RED FLAG # 19
The business’s commercial success substantially depends upon trading or sourcing agricultural commodities that are priced independently of production costs, such that farmers are unlikely to be able to sustain a living income.
For Example
Food and beverage (manufacturers, distributors and retailers), pharmaceutical and cosmetics companies sourcing, and traders trading:
- Price-volatile agricultural commodities supplied by small-holder farmers (cocoa, coffee, palm oil, tea, milk)

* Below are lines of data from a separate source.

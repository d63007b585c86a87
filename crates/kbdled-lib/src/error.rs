//! Unified error type for the kbdled-lib crate.
//!
//! [`KbdledError`] separates the failure kinds a run can end with: attribute or
//! cache I/O, undecodable values, a structurally corrupt cache, a cache that a
//! restore needed but never existed, and configuration problems. Each kind maps
//! to its own process exit status via [`KbdledError::exit_code`].

use std::fmt;
use std::path::{Path, PathBuf};

/// Logical cache keys persisted between runs.
#[derive(Debug, Clone, Copy, PartialEq, Eq)]
pub enum CacheKind {
    /// Last non-zero brightness applied by this tool.
    Brightness,
    /// Sticky pre-toggle brightness.
    HwBrightness,
    /// Packed four-region palette.
    Colors,
}

impl CacheKind {
    /// File name of the cache inside the cache directory.
    pub fn file_name(self) -> &'static str {
        match self {
            CacheKind::Brightness => "brightness",
            CacheKind::HwBrightness => "hw_brightness",
            CacheKind::Colors => "colors",
        }
    }
}

impl fmt::Display for CacheKind {
    fn fmt(&self, f: &mut fmt::Formatter<'_>) -> fmt::Result {
        match self {
            CacheKind::Brightness => write!(f, "brightness"),
            CacheKind::HwBrightness => write!(f, "hardware brightness"),
            CacheKind::Colors => write!(f, "color"),
        }
    }
}

/// Unified error type for kbdled-lib operations.
#[derive(Debug)]
pub enum KbdledError {
    /// An attribute or cache file could not be opened, read, or fully written.
    Io {
        path: PathBuf,
        source: std::io::Error,
    },
    /// A value did not match its expected encoding (non-hex color, non-numeric level).
    Decode { path: PathBuf, reason: String },
    /// A cache blob is structurally invalid and was rejected as a whole.
    CacheCorrupt { path: PathBuf, reason: String },
    /// An operation required a cache that has never been written.
    MissingCache(CacheKind),
    /// Configuration validation error.
    Config(String),
}

impl KbdledError {
    pub(crate) fn io(path: &Path, source: std::io::Error) -> Self {
        KbdledError::Io {
            path: path.to_path_buf(),
            source,
        }
    }

    pub(crate) fn decode(path: &Path, reason: impl Into<String>) -> Self {
        KbdledError::Decode {
            path: path.to_path_buf(),
            reason: reason.into(),
        }
    }

    pub(crate) fn corrupt(path: &Path, reason: impl Into<String>) -> Self {
        KbdledError::CacheCorrupt {
            path: path.to_path_buf(),
            reason: reason.into(),
        }
    }

    /// Process exit status for this error kind. Never 0, never 2 (clap usage errors).
    pub fn exit_code(&self) -> i32 {
        match self {
            KbdledError::Config(_) => 1,
            KbdledError::Io { .. } => 3,
            KbdledError::Decode { .. } => 4,
            KbdledError::CacheCorrupt { .. } => 5,
            KbdledError::MissingCache(_) => 6,
        }
    }
}

impl fmt::Display for KbdledError {
    fn fmt(&self, f: &mut fmt::Formatter<'_>) -> fmt::Result {
        match self {
            KbdledError::Io { path, source } => {
                write!(f, "I/O error on {}: {source}", path.display())
            }
            KbdledError::Decode { path, reason } => {
                write!(f, "Decode error in {}: {reason}", path.display())
            }
            KbdledError::CacheCorrupt { path, reason } => {
                write!(f, "Corrupt cache {}: {reason}", path.display())
            }
            KbdledError::MissingCache(kind) => {
                write!(f, "cannot restore without a {kind} cache")
            }
            KbdledError::Config(e) => write!(f, "Config error: {e}"),
        }
    }
}

impl std::error::Error for KbdledError {
    fn source(&self) -> Option<&(dyn std::error::Error + 'static)> {
        match self {
            KbdledError::Io { source, .. } => Some(source),
            _ => None,
        }
    }
}

/// Crate-level Result alias using [`KbdledError`].
pub type Result<T> = std::result::Result<T, KbdledError>;
//! Service identity and IP family.

use std::fmt;
use std::net::IpAddr;
use std::str::FromStr;

use serde::{Deserialize, Serialize};
use thiserror::Error;

/// Errors produced while parsing a service name.
#[derive(Debug, Clone, PartialEq, Eq, Error)]
pub enum ServiceNameError {
    #[error("service name '{0}' must have the form namespace/name")]
    MissingSeparator(String),

    #[error("service name '{0}' has an empty namespace or name")]
    EmptyComponent(String),
}

/// Namespaced service identity, normalized to lowercase.
#[derive(Debug, Clone, PartialEq, Eq, Hash, PartialOrd, Ord, Serialize, Deserialize)]
#[serde(try_from = "String", into = "String")]
pub struct ServiceName {
    namespace: String,
    name: String,
}

impl ServiceName {
    pub fn new(namespace: &str, name: &str) -> Self {
        Self {
            namespace: namespace.to_lowercase(),
            name: name.to_lowercase(),
        }
    }

    pub fn namespace(&self) -> &str {
        &self.namespace
    }

    pub fn name(&self) -> &str {
        &self.name
    }
}

impl fmt::Display for ServiceName {
    fn fmt(&self, f: &mut fmt::Formatter<'_>) -> fmt::Result {
        write!(f, "{}/{}", self.namespace, self.name)
    }
}

impl FromStr for ServiceName {
    type Err = ServiceNameError;

    fn from_str(s: &str) -> Result<Self, Self::Err> {
        let (namespace, name) = s
            .split_once('/')
            .ok_or_else(|| ServiceNameError::MissingSeparator(s.to_string()))?;
        if namespace.is_empty() || name.is_empty() || name.contains('/') {
            return Err(ServiceNameError::EmptyComponent(s.to_string()));
        }
        Ok(Self::new(namespace, name))
    }
}

impl TryFrom<String> for ServiceName {
    type Error = ServiceNameError;

    fn try_from(value: String) -> Result<Self, Self::Error> {
        value.parse()
    }
}

impl From<ServiceName> for String {
    fn from(service: ServiceName) -> Self {
        service.to_string()
    }
}

/// IP family a service's load-balancer frontend is assigned to.
#[derive(Debug, Clone, Copy, PartialEq, Eq, Hash, Default, Serialize, Deserialize)]
pub enum IpFamily {
    #[default]
    #[serde(rename = "IPv4", alias = "ipv4")]
    Ipv4,
    #[serde(rename = "IPv6", alias = "ipv6")]
    Ipv6,
}

impl IpFamily {
    /// Whether `ip` belongs to this family.
    pub fn matches(self, ip: &IpAddr) -> bool {
        match self {
            IpFamily::Ipv4 => ip.is_ipv4(),
            IpFamily::Ipv6 => ip.is_ipv6(),
        }
    }
}

impl fmt::Display for IpFamily {
    fn fmt(&self, f: &mut fmt::Formatter<'_>) -> fmt::Result {
        match self {
            IpFamily::Ipv4 => f.write_str("IPv4"),
            IpFamily::Ipv6 => f.write_str("IPv6"),
        }
    }
}

/// Name of the dedicated backend pool of a locally routed service.
///
/// `ns/svc` maps to `ns-svc` for IPv4 and `ns-svc-ipv6` for IPv6.
pub fn backend_pool_name(service: &ServiceName, family: IpFamily) -> String {
    match family {
        IpFamily::Ipv4 => format!("{}-{}", service.namespace, service.name),
        IpFamily::Ipv6 => format!("{}-{}-ipv6", service.namespace, service.name),
    }
}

- Price-volatile labor-intensive commodities (bananas, cotton)
- Capital-intensive commodities for which the price does not reflect the cost of production and that require large agricultural land areas (soy, wheat, corn, biofuel feedstocks)
Higher-Risk Sectors
- Food and beverage companies (manufacturers and retailers) sourcing from developing/ emerging markets
- Agricultural trading companies
- Pharmaceutical and cosmetics
- Textile and apparel companies
- Energy and transportation companies (e.g., those using biofuels)
Questions for Leaders
- How does the company understand the relationship between the price of the commodity and living incomes/wages for farmers and agricultural workers in source countries?
- To what extent does the company’s value proposition rely on the price of an agricultural commodity being depressed below levels deemed sufficient to sustain living incomes/ wages? Does the business model rely on substantial market power to drive down pricing?

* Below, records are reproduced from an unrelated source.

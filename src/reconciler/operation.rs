//! Backend pool operations and their completion handles.
//!
//! An [`Operation`] owns the sending half of a oneshot channel and is consumed when it
//! completes, so it can resolve at most once. Dropping an operation without completing
//! it (withdrawal) closes the channel and its [`OperationHandle`] reports
//! [`ReconcileError::Withdrawn`].

use std::collections::BTreeSet;
use std::net::IpAddr;

use tokio::sync::oneshot;
use uuid::Uuid;

use crate::membership::ServiceName;
use crate::reconciler::types::{OperationKind, OperationResult, PoolKey, ReconcileError};

/// A requested mutation of one backend pool.
#[derive(Debug)]
pub struct Operation {
    id: Uuid,
    service: ServiceName,
    target: PoolKey,
    kind: OperationKind,
    ips: BTreeSet<IpAddr>,
    completion: oneshot::Sender<OperationResult>,
}

impl Operation {
    /// Create an operation and the handle its originator waits on.
    pub fn new<I>(
        service: ServiceName,
        target: PoolKey,
        kind: OperationKind,
        ips: I,
    ) -> (Self, OperationHandle)
    where
        I: IntoIterator<Item = IpAddr>,
    {
        let (tx, rx) = oneshot::channel();
        let id = Uuid::new_v4();
        let op = Self {
            id,
            service,
            target,
            kind,
            ips: ips.into_iter().collect(),
            completion: tx,
        };
        (op, OperationHandle { id, rx })
    }

    /// Shorthand for an `AddIps` operation.
    pub fn add_ips<I>(service: ServiceName, target: PoolKey, ips: I) -> (Self, OperationHandle)
    where
        I: IntoIterator<Item = IpAddr>,
    {
        Self::new(service, target, OperationKind::AddIps, ips)
    }

    /// Shorthand for a `RemoveIps` operation.
    pub fn remove_ips<I>(service: ServiceName, target: PoolKey, ips: I) -> (Self, OperationHandle)
    where
        I: IntoIterator<Item = IpAddr>,
    {
        Self::new(service, target, OperationKind::RemoveIps, ips)
    }

    pub fn id(&self) -> Uuid {
        self.id
    }

    pub fn service(&self) -> &ServiceName {
        &self.service
    }

    pub fn target(&self) -> &PoolKey {
        &self.target
    }

    pub fn kind(&self) -> OperationKind {
        self.kind
    }

    pub fn ips(&self) -> &BTreeSet<IpAddr> {
        &self.ips
    }

    /// Resolve the operation. Consumes it, so this happens at most once.
    pub(crate) fn complete(self, result: OperationResult) {
        crate::observability::metrics::record_operation_completed(&result);
        // The originator may have stopped waiting.
        let _ = self.completion.send(result);
    }
}

/// Waiter side of an [`Operation`].
#[derive(Debug)]
pub struct OperationHandle {
    id: Uuid,
    rx: oneshot::Receiver<OperationResult>,
}

impl OperationHandle {
    /// Id of the operation this handle belongs to.
    pub fn id(&self) -> Uuid {
        self.id
    }

    /// Wait until the operation reaches a terminal state.
    pub async fn wait(self) -> OperationResult {
        self.rx.await.unwrap_or(Err(ReconcileError::Withdrawn))
    }
}

#[cfg(test)]
mod tests {
    use super::*;
    use crate::reconciler::types::Outcome;

    fn test_op() -> (Operation, OperationHandle) {
        Operation::add_ips(
            ServiceName::new("ns1", "svc1"),
            PoolKey::new("lb1", "pool1"),
            ["10.0.0.2".parse().unwrap(), "10.0.0.1".parse().unwrap()],
        )
    }

    #[tokio::test]
    async fn test_complete_resolves_handle() {
        let (op, handle) = test_op();
        assert_eq!(op.id(), handle.id());
        assert_eq!(op.kind(), OperationKind::AddIps);
        assert_eq!(op.ips().len(), 2);

        op.complete(Ok(Outcome::Applied));
        assert_eq!(handle.wait().await, Ok(Outcome::Applied));
    }

    #[tokio::test]
    async fn test_dropped_operation_reports_withdrawn() {
        let (op, handle) = test_op();
        drop(op);
        assert_eq!(handle.wait().await, Err(ReconcileError::Withdrawn));
    }

    #[test]
    fn test_complete_without_waiter() {
        let (op, handle) = test_op();
        drop(handle);
        op.complete(Ok(Outcome::Unchanged));
    }
}
//! Pending operation queue.
//!
//! # Responsibilities
//! - Accept operations from any number of producers without blocking on I/O
//! - Hand the whole backlog to the drain loop in one swap
//! - Drop pending operations of a withdrawn service

use std::mem;
use std::sync::{Mutex, MutexGuard, PoisonError};

use crate::membership::ServiceName;
use crate::reconciler::operation::Operation;

/// Insertion-ordered buffer of operations not yet picked up by a drain cycle.
#[derive(Debug, Default)]
pub struct PendingQueue {
    ops: Mutex<Vec<Operation>>,
}

impl PendingQueue {
    pub fn new() -> Self {
        Self::default()
    }

    // The lock only guards Vec bookkeeping, so a panic elsewhere cannot leave it torn.
    fn lock(&self) -> MutexGuard<'_, Vec<Operation>> {
        self.ops.lock().unwrap_or_else(PoisonError::into_inner)
    }

    /// Append an operation. Returns the queue length afterwards.
    pub fn push(&self, op: Operation) -> usize {
        let mut ops = self.lock();
        ops.push(op);
        ops.len()
    }

    /// Take every pending operation, leaving the queue empty.
    pub fn drain(&self) -> Vec<Operation> {
        mem::take(&mut *self.lock())
    }

    /// Remove every pending operation of `service`. Returns how many were removed.
    ///
    /// Removed operations are dropped outside the lock; their handles observe
    /// `Withdrawn`.
    pub fn withdraw(&self, service: &ServiceName) -> usize {
        let withdrawn: Vec<Operation> = {
            let mut ops = self.lock();
            let (withdrawn, kept) = mem::take(&mut *ops)
                .into_iter()
                .partition(|op| op.service() == service);
            *ops = kept;
            withdrawn
        };
        for op in &withdrawn {
            tracing::debug!(
                operation_id = %op.id(),
                service = %service,
                pool = %op.target(),
                kind = %op.kind(),
                "Operation withdrawn"
            );
        }
        withdrawn.len()
    }

    pub fn len(&self) -> usize {
        self.lock().len()
    }

    pub fn is_empty(&self) -> bool {
        self.lock().is_empty()
    }
}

- Does the company’s business model help or hinder long-term sourcing commitments to farmers?
- How does the company factor changing climatic conditions and related potential worker impacts into its commodity sourcing strategies?
How to use this resource. ( Click on the “+” sign to expand each section. You can use the side menu to return to the full list of red flags, download this Red Flag as a PDF or share this resource. )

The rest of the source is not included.